TASK BRIEF: Your task is to quote the records from their first line through the line containing "fn new() ->", with nothing added or left out.

[Dataset entries]
· · · ·

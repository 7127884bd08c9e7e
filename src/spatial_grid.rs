/*
 * Spatial Grid Module
 *
 * This module defines the SpatialGrid struct for fast radius queries. Each
 * species gets its own uniform partition of space: a point lands in cell
 * floor(position / cell_length) on every axis, and a query only visits the
 * cells that can hold points within the radius instead of scanning the whole
 * species.
 *
 * Queries are a coarse filter. They return every point in the covered cells,
 * so callers still apply an exact distance test.
 *
 * Boundary handling:
 * - Clipped: cells are computed from raw positions with no periodic copies, so
 *   a point near one face never sees cells near the opposite face even though
 *   those hold its periodic neighbors. Near the faces the result is a subset of
 *   the true periodic neighborhood.
 * - Wrapped: the query is repeated for every periodic image of the query point
 *   whose search cube reaches into the box, so nothing across a face is missed.
 */

use std::collections::HashMap;

use glam::Vec3;
use serde::{Deserialize, Serialize};

use crate::domain::Domain;
use crate::error::ConfigError;

pub type CellKey = [i32; 3];

#[derive(Debug, Clone, Copy, PartialEq, Eq, Default, Serialize, Deserialize)]
pub enum GridBoundary {
    #[default]
    Clipped,
    Wrapped,
}

// Convert a position to its integer cell coordinate
#[inline]
fn cell_key(position: Vec3, cell_length: f32) -> CellKey {
    let scaled = (position / cell_length).floor();
    [scaled.x as i32, scaled.y as i32, scaled.z as i32]
}

#[derive(Debug, Clone)]
struct SpeciesCells {
    cells: HashMap<CellKey, Vec<usize>>,
    // Bounding range of occupied cells, used to clip the search cube
    min: CellKey,
    max: CellKey,
}

impl SpeciesCells {
    fn new() -> Self {
        Self {
            cells: HashMap::new(),
            min: [i32::MAX; 3],
            max: [i32::MIN; 3],
        }
    }

    fn clear(&mut self) {
        for cell in self.cells.values_mut() {
            cell.clear();
        }
        self.min = [i32::MAX; 3];
        self.max = [i32::MIN; 3];
    }

    #[inline]
    fn insert(&mut self, key: CellKey, index: usize) {
        self.cells.entry(key).or_default().push(index);
        for axis in 0..3 {
            self.min[axis] = self.min[axis].min(key[axis]);
            self.max[axis] = self.max[axis].max(key[axis]);
        }
    }

    // Append all indices from cells within `rings` of `center` on every axis
    fn collect_cube(&self, center: CellKey, rings: i32, out: &mut Vec<usize>) {
        let mut lo = [0i32; 3];
        let mut hi = [0i32; 3];
        for axis in 0..3 {
            lo[axis] = center[axis].saturating_sub(rings).max(self.min[axis]);
            hi[axis] = center[axis].saturating_add(rings).min(self.max[axis]);
            if lo[axis] > hi[axis] {
                return;
            }
        }

        for x in lo[0]..=hi[0] {
            for y in lo[1]..=hi[1] {
                for z in lo[2]..=hi[2] {
                    if let Some(indices) = self.cells.get(&[x, y, z]) {
                        out.extend_from_slice(indices);
                    }
                }
            }
        }
    }
}

#[derive(Debug, Clone)]
pub struct SpatialGrid {
    pub cell_length: f32,
    pub boundary: GridBoundary,
    domain: Domain,
    species: Vec<SpeciesCells>,
}

impl SpatialGrid {
    pub fn new(cell_length: f32, domain: Domain, boundary: GridBoundary) -> Result<Self, ConfigError> {
        if !(cell_length > 0.0 && cell_length.is_finite()) {
            return Err(ConfigError::CellLength(cell_length));
        }
        Ok(Self {
            cell_length,
            boundary,
            domain,
            species: Vec::new(),
        })
    }

    #[inline]
    pub fn cell_of(&self, position: Vec3) -> CellKey {
        cell_key(position, self.cell_length)
    }

    // Only affects Wrapped queries; cells do not depend on the domain
    pub fn set_domain(&mut self, domain: Domain) {
        self.domain = domain;
    }

    pub fn species_count(&self) -> usize {
        self.species.len()
    }

    // Rebuild every species' cells from a position snapshot. O(n) over points;
    // cell allocations are reused between rebuilds.
    pub fn build<'a, I>(&mut self, positions_per_species: I)
    where
        I: IntoIterator<Item = &'a [Vec3]>,
    {
        let cell_length = self.cell_length;
        let mut count = 0;
        for (species, positions) in positions_per_species.into_iter().enumerate() {
            if species == self.species.len() {
                self.species.push(SpeciesCells::new());
            }
            let cells = &mut self.species[species];
            cells.clear();
            for (index, &position) in positions.iter().enumerate() {
                cells.insert(cell_key(position, cell_length), index);
            }
            count += 1;
        }
        self.species.truncate(count);
    }

    // Candidate indices of `species` that may lie within `radius` of `point`
    pub fn query_radius(&self, species: usize, point: Vec3, radius: f32) -> Vec<usize> {
        let mut result = Vec::new();
        self.query_radius_into(species, point, radius, &mut result);
        result
    }

    pub fn query_radius_into(&self, species: usize, point: Vec3, radius: f32, out: &mut Vec<usize>) {
        out.clear();
        let Some(cells) = self.species.get(species) else {
            return;
        };
        let rings = (radius / self.cell_length).ceil().max(0.0) as i32;

        match self.boundary {
            GridBoundary::Clipped => {
                cells.collect_cube(self.cell_of(point), rings, out);
            }
            GridBoundary::Wrapped => {
                let half = self.domain.half_extents();
                let lengths = self.domain.lengths;
                for i in -1..=1 {
                    for j in -1..=1 {
                        for k in -1..=1 {
                            let image = point + Vec3::new(i as f32, j as f32, k as f32) * lengths;
                            let reaches_box = (image + radius).cmpge(-half).all()
                                && (image - radius).cmplt(half).all();
                            if reaches_box {
                                cells.collect_cube(self.cell_of(image), rings, out);
                            }
                        }
                    }
                }
                out.sort_unstable();
                out.dedup();
            }
        }
    }
}

#[cfg(test)]
mod tests {
    use super::*;

    fn grid(boundary: GridBoundary) -> SpatialGrid {
        SpatialGrid::new(1.0, Domain::cube(4.0).unwrap(), boundary).unwrap()
    }

    #[test]
    fn rejects_non_positive_cell_length() {
        let domain = Domain::cube(4.0).unwrap();
        assert_eq!(
            SpatialGrid::new(0.0, domain, GridBoundary::Clipped).unwrap_err(),
            ConfigError::CellLength(0.0)
        );
    }

    #[test]
    fn cells_use_floor_on_every_axis() {
        let grid = grid(GridBoundary::Clipped);
        assert_eq!(grid.cell_of(Vec3::new(0.5, -0.5, 1.5)), [0, -1, 1]);
        assert_eq!(grid.cell_of(Vec3::new(-2.0, 1.999, 0.0)), [-2, 1, 0]);
    }

    #[test]
    fn query_returns_points_in_neighboring_cells_only() {
        let mut grid = grid(GridBoundary::Clipped);
        let positions = vec![
            Vec3::new(0.1, 0.1, 0.1),
            Vec3::new(0.9, 0.9, 0.9),
            Vec3::new(1.5, 1.5, 1.5),  // diagonal neighbor cell
            Vec3::new(-1.9, -1.9, -1.9),
        ];
        grid.build([positions.as_slice()]);

        let mut found = grid.query_radius(0, Vec3::new(0.5, 0.5, 0.5), 0.5);
        found.sort_unstable();
        assert_eq!(found, vec![0, 1, 2]);
    }

    #[test]
    fn clipped_query_misses_neighbors_across_the_boundary() {
        let mut grid = grid(GridBoundary::Clipped);
        let positions = vec![Vec3::new(-1.95, 0.0, 0.0)];
        grid.build([positions.as_slice()]);

        // 0.1 apart through the x face, but in cells 3 apart
        assert!(grid.query_radius(0, Vec3::new(1.95, 0.0, 0.0), 0.5).is_empty());
    }

    #[test]
    fn wrapped_query_sees_neighbors_across_the_boundary() {
        let mut grid = grid(GridBoundary::Wrapped);
        let positions = vec![Vec3::new(-1.95, 0.0, 0.0), Vec3::new(-0.5, -1.5, -1.5)];
        grid.build([positions.as_slice()]);

        assert_eq!(grid.query_radius(0, Vec3::new(1.95, 0.0, 0.0), 0.5), vec![0]);
    }

    #[test]
    fn wrapped_query_has_no_duplicates_for_large_radius() {
        let mut grid = grid(GridBoundary::Wrapped);
        let positions: Vec<Vec3> = (0..8).map(|i| Vec3::splat(-1.5 + i as f32 * 0.4)).collect();
        grid.build([positions.as_slice()]);

        let found = grid.query_radius(0, Vec3::ZERO, 5.0);
        assert_eq!(found, (0..8).collect::<Vec<_>>());
    }

    #[test]
    fn rebuild_replaces_previous_contents() {
        let mut grid = grid(GridBoundary::Clipped);
        let first = vec![Vec3::new(0.5, 0.5, 0.5)];
        let second = vec![Vec3::new(-1.5, -1.5, -1.5)];
        grid.build([first.as_slice(), first.as_slice()]);
        assert_eq!(grid.species_count(), 2);

        grid.build([second.as_slice()]);
        assert_eq!(grid.species_count(), 1);
        assert!(grid.query_radius(0, Vec3::new(0.5, 0.5, 0.5), 0.1).is_empty());
        assert_eq!(grid.query_radius(0, Vec3::new(-1.5, -1.5, -1.5), 0.1), vec![0]);
    }

    #[test]
    fn unknown_species_yields_nothing() {
        let grid = grid(GridBoundary::Clipped);
        assert!(grid.query_radius(3, Vec3::ZERO, 1.0).is_empty());
    }
}
/*
 * Debug Information Module
 *
 * This module defines the TickReport struct that records performance metrics
 * and population changes for a single tick.
 *
 * Includes metrics for:
 * - Time spent per tick phase (grid, forces, integration, collisions)
 * - Total tick time
 * - Populations per species before and after collision resolution
 */

use std::fmt;
use std::time::Duration;

use crate::species::species_name;

// Debug information for one committed tick
#[derive(Debug, Clone, Default, PartialEq)]
pub struct TickReport {
    pub tick: u64,
    pub grid_time: Duration,
    pub force_time: Duration,
    pub integrate_time: Duration,
    pub collision_time: Duration,
    pub total_time: Duration,
    pub populations_before: Vec<usize>,
    pub populations_after: Vec<usize>,
}

impl TickReport {
    pub fn total_before(&self) -> usize {
        self.populations_before.iter().sum()
    }

    pub fn total_after(&self) -> usize {
        self.populations_after.iter().sum()
    }

    // Signed population change per species
    pub fn population_deltas(&self) -> Vec<i64> {
        self.populations_before
            .iter()
            .zip(&self.populations_after)
            .map(|(&before, &after)| after as i64 - before as i64)
            .collect()
    }

    // Share of total tick time spent in a phase, in percent
    pub fn phase_percent(&self, phase: Duration) -> f32 {
        let total = self.total_time.as_secs_f32();
        if total > 0.0 {
            phase.as_secs_f32() / total * 100.0
        } else {
            0.0
        }
    }

    pub fn log(&self) {
        log::debug!("{}", self);
    }
}

impl fmt::Display for TickReport {
    fn fmt(&self, f: &mut fmt::Formatter<'_>) -> fmt::Result {
        write!(
            f,
            "tick {}: {:.3?} (grid {:.0}%, forces {:.0}%, integrate {:.0}%, collisions {:.0}%)",
            self.tick,
            self.total_time,
            self.phase_percent(self.grid_time),
            self.phase_percent(self.force_time),
            self.phase_percent(self.integrate_time),
            self.phase_percent(self.collision_time),
        )?;
        for (species, (before, after)) in self.populations_before.iter().zip(&self.populations_after).enumerate() {
            write!(f, " | {} {}->{}", species_name(species), before, after)?;
        }
        Ok(())
    }
}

· · · ·

RESULT OF THIS TASK:
repository 7127884bd08c9e7e
filename src/spatial_grid.rs
/*
 * Spatial Grid Module
 *
 * This module defines the SpatialGrid struct for fast radius queries. Each
 * species gets its own uniform partition of space: a point lands in cell
 * floor(position / cell_length) on every axis, and a query only visits the
 * cells that can hold points within the radius instead of scanning the whole
 * species.
 *
 * Queries are a coarse filter. They return every point in the covered cells,
 * so callers still apply an exact distance test.
 *
 * Boundary handling:
 * - Clipped: cells are computed from raw positions with no periodic copies, so
 *   a point near one face never sees cells near the opposite face even though
 *   those hold its periodic neighbors. Near the faces the result is a subset of
 *   the true periodic neighborhood.
 * - Wrapped: the query is repeated for every periodic image of the query point
 *   whose search cube reaches into the box, so nothing across a face is missed.
 */

use std::collections::HashMap;

use glam::Vec3;
use serde::{Deserialize, Serialize};

use crate::domain::Domain;
use crate::error::ConfigError;

pub type CellKey = [i32; 3];

#[derive(Debug, Clone, Copy, PartialEq, Eq, Default, Serialize, Deserialize)]
pub enum GridBoundary {
    #[default]
    Clipped,
    Wrapped,
}

// Convert a position to its integer cell coordinate
#[inline]
fn cell_key(position: Vec3, cell_length: f32) -> CellKey {
    let scaled = (position / cell_length).floor();
    [scaled.x as i32, scaled.y as i32, scaled.z as i32]
}

#[derive(Debug, Clone)]
struct SpeciesCells {
    cells: HashMap<CellKey, Vec<usize>>,
    // Bounding range of occupied cells, used to clip the search cube
    min: CellKey,
    max: CellKey,
}

impl SpeciesCells {
    fn new() -> Self {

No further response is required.